所见国保碑,符合规范的为大多数。别出心裁或随心所欲的也有不少。
有擅自更改国保单位名称的。比较典型的有以下几种:
通过增字或减字,目标在于扩大国保范围的。
将“海宝塔”改为“海宝塔寺”,明显的偷梁换柱;

将“崇武城墙”改为“崇武城”,一道墙换成了一座城;

将“东莞可园”改为“可园”,忘了北京的“可园”才是无地域前缀的可园;

将“大唐嵩阳观纪圣德感应之颂碑”改为“嵩阳书院”,不知对门票收入的增加有否贡献;……。

比较胆大妄为肆无忌惮,是将“新郑轩辕庙”改为“黄帝故里”。一座清代木构小庙,怎么就成了大遗址?绝对地敢想敢做。
有疑似对国保正式名称不买账的,将国保碑的名称弄成不一样,但意思也对,只不过需要想一下或者查一下才明白,原来就是这个地方嘛。
中山靖王墓,文革期间的考古大发现,名气不可谓不大。国保碑却写成“满城汉墓”,难道觉得中山靖王墓还不够出名?
祐国寺塔(铁塔),国保碑写成“开宝寺塔”。确实这地方寺院的名称也叫过这个,但国一既然已经公布了“祐国寺塔”,那就从了吧行不? 顺便批评一下,这块国一碑,难看极了。
递铺城址,国保碑为“故鄣城城址”。秦鄣郡郡治即设置于如今安吉地铺镇的古城村,国六以现地名为遗址前缀,本是通常作法。当地文物部门立国保碑时,着实卖弄一下。
有些减字或增字,影响不明显,可能按习惯做碑了。
将“纸坊玉皇阁”简化成“玉皇阁”,玉皇阁何止一处?强调一下,这块国保碑的文字应该是所有国保碑中最简单的,除了“全国重点文物保护单位”这一行字没有节省外,国保名称省略了两个字,其它要素全部抹去,接近于一片空白。
将“正定府文庙”简化为“府文庙”。其实府文庙在国保中远不止正定一处。
将“太平天国天王府遗址”简化为“天王府遗址”,如果没有太平天国这个东西,此处进国二是有很大难度的。
有减字也有增字的。将“三杨庄遗址”扩写成“三杨庄汉代遗址”,用意是明确的,汉代毕竟有两千年光景。只是在国保的遗址类,汉代不算是久远的年份。
将“龙潭山城”扩写成“龙潭山山城”,多此一举。
也有比较少见的情况,将国保名称中的前后位置颠倒的。如“大宝积宫与琉璃殿”,国保碑写成了“琉璃殿与大宝积宫”。应该说,位置前后决定主次,还是有讲究的。附带说一下,这块国保碑还有一个特点,它不写“全国重点文物保护单位”而称“国家级重点文物保护单位”,多刻一个字,还弄得不伦不类。
国保碑出现错别字,有点郁闷。本来代表国家立碑,很严肃的事,且还没几个字,怎么就能写错呢?
“龙兴观道德经幢”,写成“易县道德经幢”也就算了,居然将“幢”刻成了“幛”,居然还不纠正。
韶山冲“毛泽东同志故居”,1961年公布国一时,名称为“韶山冲毛主席旧居”。现在改为“毛泽东同志故居”,揣摩原因可能是1980年代邓小平曾为旧居题字,据此改了国保碑名称。1961年距离1976年整整有十五年,旧居是不能变成故居的。这也太差劲了。

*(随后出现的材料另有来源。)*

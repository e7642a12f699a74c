use std::any::Any;

use tracing::info;

use super::{Wiring, PORTS};
use crate::net::{
    Component, ComponentDescriptor, ComponentInit, ConfigError, Context, Event, PortId,
    ProtocolViolation, Rank, StringEvent,
};

///
/// The responder of the exchange.
///
/// Every received message is answered with exactly one new message.
/// A `Pong` never ends the simulation on its own.
///
#[derive(Debug)]
pub struct Pong {
    wiring: Wiring,
    rank: Rank,
    sent: usize,
    received: usize,
    last_payload: Option<String>,
}

impl Pong {
    /// The registry entry of `pingpong.Pong`.
    pub const DESCRIPTOR: ComponentDescriptor = ComponentDescriptor {
        library: "pingpong",
        name: "Pong",
        description: "answers every message",
        ports: PORTS,
        params: &[],
        factory: Pong::create,
    };

    fn create(init: &mut ComponentInit<'_>) -> Result<Box<dyn Component>, ConfigError> {
        Ok(Box::new(Pong {
            wiring: Wiring::configure(init)?,
            rank: init.rank(),
            sent: 0,
            received: 0,
            last_payload: None,
        }))
    }

    /// Messages sent.
    #[must_use]
    pub fn messages_sent(&self) -> usize {
        self.sent
    }

    /// Messages received.
    #[must_use]
    pub fn messages_received(&self) -> usize {
        self.received
    }

    /// The payload of the last received message.
    #[must_use]
    pub fn last_payload(&self) -> Option<&str> {
        self.last_payload.as_deref()
    }
}

impl Component for Pong {
    fn handle_event(
        &mut self,
        ctx: &mut Context<'_>,
        _port: PortId,
        event: Event,
    ) -> Result<(), ProtocolViolation> {
        let msg = StringEvent::try_from(event)?;
        self.received += 1;
        info!("Received message: {msg}");

        let next = self.wiring.forward(msg.payload(), "Pong", "pong", self.rank);
        self.last_payload = Some(msg.into_payload());

        info!("Sent message: {next}");
        ctx.send(self.wiring.output(), StringEvent::new(next));
        self.sent += 1;
        Ok(())
    }

    fn as_any(&self) -> &dyn Any {
        self
    }
}
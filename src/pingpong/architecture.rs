//! Ready made topologies for the ping pong components.

use std::fmt::Display;

use crate::net::{Endpoint, TopologyDef};

/// The part a component plays in the exchange.
#[derive(Debug, Clone, Copy, PartialEq, Eq, Hash)]
pub enum Role {
    /// Starts the exchange and decides when it ends (`pingpong.Ping`).
    Initiator,
    /// Answers every message (`pingpong.Pong`).
    Responder,
}

impl Role {
    /// The registered element type.
    #[must_use]
    pub fn type_name(&self) -> &'static str {
        match self {
            Self::Initiator => "pingpong.Ping",
            Self::Responder => "pingpong.Pong",
        }
    }
}

impl Display for Role {
    fn fmt(&self, f: &mut std::fmt::Formatter<'_>) -> std::fmt::Result {
        match self {
            Self::Initiator => write!(f, "Ping"),
            Self::Responder => write!(f, "Pong"),
        }
    }
}

/// A `Ping` and a `Pong` on rank 0, joined by a 1s link between
/// their `inout` ports.
#[must_use]
pub fn simple_loop(max_rounds: u64) -> TopologyDef {
    let mut topo = TopologyDef::new();
    topo.add_component("ping", Role::Initiator.type_name(), 0, [("model", max_rounds)])
        .add_component("pong", Role::Responder.type_name(), 0, Vec::<(&str, u64)>::new())
        .add_link(
            "ping_pong",
            1.0,
            Endpoint::new("ping", "inout"),
            Endpoint::new("pong", "inout"),
        );
    topo
}

/// A ring of relay stages.
///
/// Stage `i` is named `<Role><i>` and runs on the given rank. Its
/// `output` is wired to the `input` of stage `i + 1` (wrapping around)
/// with a 1s link. Initiators receive `max_rounds` as `model`.
#[must_use]
pub fn relay_chain(stages: &[(Role, u32)], max_rounds: u64) -> TopologyDef {
    let name = |i: usize| format!("{}{}", stages[i].0, i);

    let mut topo = TopologyDef::new();
    for (i, (role, rank)) in stages.iter().enumerate() {
        let params = match role {
            Role::Initiator => vec![("model", max_rounds)],
            Role::Responder => Vec::new(),
        };
        topo.add_component(name(i), role.type_name(), *rank, params);
    }
    for i in 0..stages.len() {
        let next = (i + 1) % stages.len();
        topo.add_link(
            format!("link{i}"),
            1.0,
            Endpoint::new(name(i), "output"),
            Endpoint::new(name(next), "input"),
        );
    }
    topo
}

/// `num` ping pong assemblies connected in a loop.
///
/// Assembly `i` places `PingPong<i>.Ping` and `PingPong<i>.Pong` on rank
/// `i`, wired by a 1s link from `Ping.output` to `Pong.input`. The
/// `output` of every `Pong` is wired to the `input` of the next
/// assembly's `Ping` with a 2s link.
#[must_use]
pub fn relay_ring(num: u32, repeats: u64) -> TopologyDef {
    let ping = |i: u32| format!("PingPong{i}.Ping");
    let pong = |i: u32| format!("PingPong{i}.Pong");

    let mut topo = TopologyDef::new();
    for i in 0..num {
        topo.add_component(ping(i), Role::Initiator.type_name(), i, [("model", repeats)])
            .add_component(pong(i), Role::Responder.type_name(), i, Vec::<(&str, u64)>::new())
            .add_link(
                format!("PingPong{i}.link"),
                1.0,
                Endpoint::new(ping(i), "output"),
                Endpoint::new(pong(i), "input"),
            );
    }
    for i in 0..num {
        topo.add_link(
            format!("ring{i}"),
            2.0,
            Endpoint::new(pong(i), "output"),
            Endpoint::new(ping((i + 1) % num), "input"),
        );
    }
    topo
}

#[cfg(test)]
mod tests {
    use super::*;

    #[test]
    fn chain_wiring() {
        let topo = relay_chain(&[(Role::Initiator, 0), (Role::Responder, 1)], 1);
        assert_eq!(topo.components[0].name, "Ping0");
        assert_eq!(topo.components[1].name, "Pong1");
        assert_eq!(topo.components[1].rank, 1);
        assert!(topo.components[1].params.is_empty());
        assert_eq!(topo.links[0].ends[0].to_string(), "Ping0.output");
        assert_eq!(topo.links[1].ends[1].to_string(), "Ping0.input");
    }

    #[test]
    fn ring_wiring() {
        let topo = relay_ring(3, 5);
        assert_eq!(topo.components.len(), 6);
        assert_eq!(topo.links.len(), 6);
        assert_eq!(topo.components[4].name, "PingPong2.Ping");
        assert_eq!(topo.components[4].rank, 2);

        let last = &topo.links[5];
        assert_eq!(last.latency, 2.0);
        assert_eq!(last.ends[0].to_string(), "PingPong2.Pong.output");
        assert_eq!(last.ends[1].to_string(), "PingPong0.Ping.input");
    }
}
//! Log formatting with simulation context.
//!
//! Every line is prefixed with the simulation time of the rank that
//! emitted it, followed by the level, the span stack and the target.
//! Component hooks run inside a `component{name rank}` span, so their
//! output reads as
//!
//! ```text
//! [ 2s ] INFO component{name=ping rank=0}: pingpong::pingpong::ping: Repeats: 1
//! ```

use std::fmt;

use nu_ansi_term::{Color, Style};
use tracing::{Level, Subscriber};
use tracing_subscriber::{
    filter::Directive,
    fmt::{format::Writer, FmtContext, FormatEvent, FormatFields, FormattedFields},
    registry::LookupSpan,
    util::SubscriberInitExt,
    EnvFilter,
};

use crate::time::SimTime;

/// The log level that will be used if `RUST_LOG` is not defined.
pub const FALLBACK_LOG_LEVEL: Level = Level::INFO;

/// Installs a global tracing subscriber with a sim formatter.
///
/// # Errors
///
/// Returns an error if a global subscriber was already installed.
pub fn try_init() -> Result<(), tracing_subscriber::util::TryInitError> {
    tracing_subscriber::fmt()
        .event_format(format())
        .with_env_filter(
            EnvFilter::builder()
                .with_default_directive(Directive::from(FALLBACK_LOG_LEVEL))
                .from_env_lossy(),
        )
        .finish()
        .try_init()
}

/// Installs a global tracing subscriber with a sim formatter,
/// ignoring an already installed one.
pub fn init() {
    // a subscriber installed by the embedding application takes precedence
    let _ = try_init();
}

/// An instance of a simulation formatter.
#[must_use]
pub fn format() -> SimFormat {
    SimFormat { _priv: () }
}

/// A formatter that includes simulation specific information into the tracing messages.
#[derive(Debug, Clone)]
pub struct SimFormat {
    _priv: (),
}

impl<S, N> FormatEvent<S, N> for SimFormat
where
    S: Subscriber + for<'a> LookupSpan<'a>,
    N: for<'a> FormatFields<'a> + 'static,
{
    fn format_event(
        &self,
        ctx: &FmtContext<'_, S, N>,
        mut writer: Writer<'_>,
        event: &tracing::Event<'_>,
    ) -> fmt::Result {
        let meta = event.metadata();
        let paint = Painter(writer.has_ansi_escapes());
        let dimmed = Style::new().dimmed();
        let bold = Style::new().bold();

        paint.write(&mut writer, dimmed, format_args!("[ {} ] ", SimTime::now()))?;
        paint.write(
            &mut writer,
            level_style(*meta.level()),
            format_args!("{} ", meta.level().as_str()),
        )?;

        let spans = ctx.event_scope().into_iter().flat_map(|scope| scope.from_root());
        let mut any_span = false;
        for span in spans {
            any_span = true;
            paint.write(&mut writer, bold, format_args!("{}", span.metadata().name()))?;

            let ext = span.extensions();
            match ext.get::<FormattedFields<N>>() {
                Some(fields) if !fields.is_empty() => {
                    paint.write(&mut writer, bold, format_args!("{{"))?;
                    write!(writer, "{fields}")?;
                    paint.write(&mut writer, bold, format_args!("}}"))?;
                }
                _ => {}
            }
            paint.write(&mut writer, dimmed, format_args!(":"))?;
        }
        if any_span {
            writer.write_char(' ')?;
        }

        paint.write(&mut writer, dimmed, format_args!("{}: ", meta.target()))?;
        ctx.format_fields(writer.by_ref(), event)?;
        writeln!(writer)
    }
}

fn level_style(level: Level) -> Style {
    let color = match level {
        Level::TRACE => Color::Cyan,
        Level::DEBUG => Color::Purple,
        Level::INFO => Color::Green,
        Level::WARN => Color::Yellow,
        Level::ERROR => Color::Red,
    };
    Style::new().fg(color)
}

/// Writes styled text if the writer supports ANSI escapes.
struct Painter(bool);

impl Painter {
    fn write(&self, writer: &mut Writer<'_>, style: Style, text: fmt::Arguments<'_>) -> fmt::Result {
        if self.0 {
            write!(writer, "{}{}{}", style.prefix(), text, style.suffix())
        } else {
            writer.write_fmt(text)
        }
    }
}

“鹅湖书院”国保碑,出现了少见的格式,来了句“国家文物局二零零六年六月颁发”。看似莫名其妙,其实事出有因。公布国六时,国家文物局制作了国六授牌,就有了这句话的出处。一些国六,有将此授牌展示的。估计鹅湖书院制作国六碑时,直接抄了这行字。
重庆“湖广会馆”更是偷懒,干脆将这块授牌做成了国六牌,而国保牌该有的元素,荡然无存。同样的例子还有赵县柏林寺塔、东莞却金亭碑。
出现在国保碑上的错误,最荒唐的是“德远堂”。国六国务院的公布时间是2006年5月25日。德远堂在2005年5月15日就提前完成了。年月日,也就五月是靠谱的,很牛叉。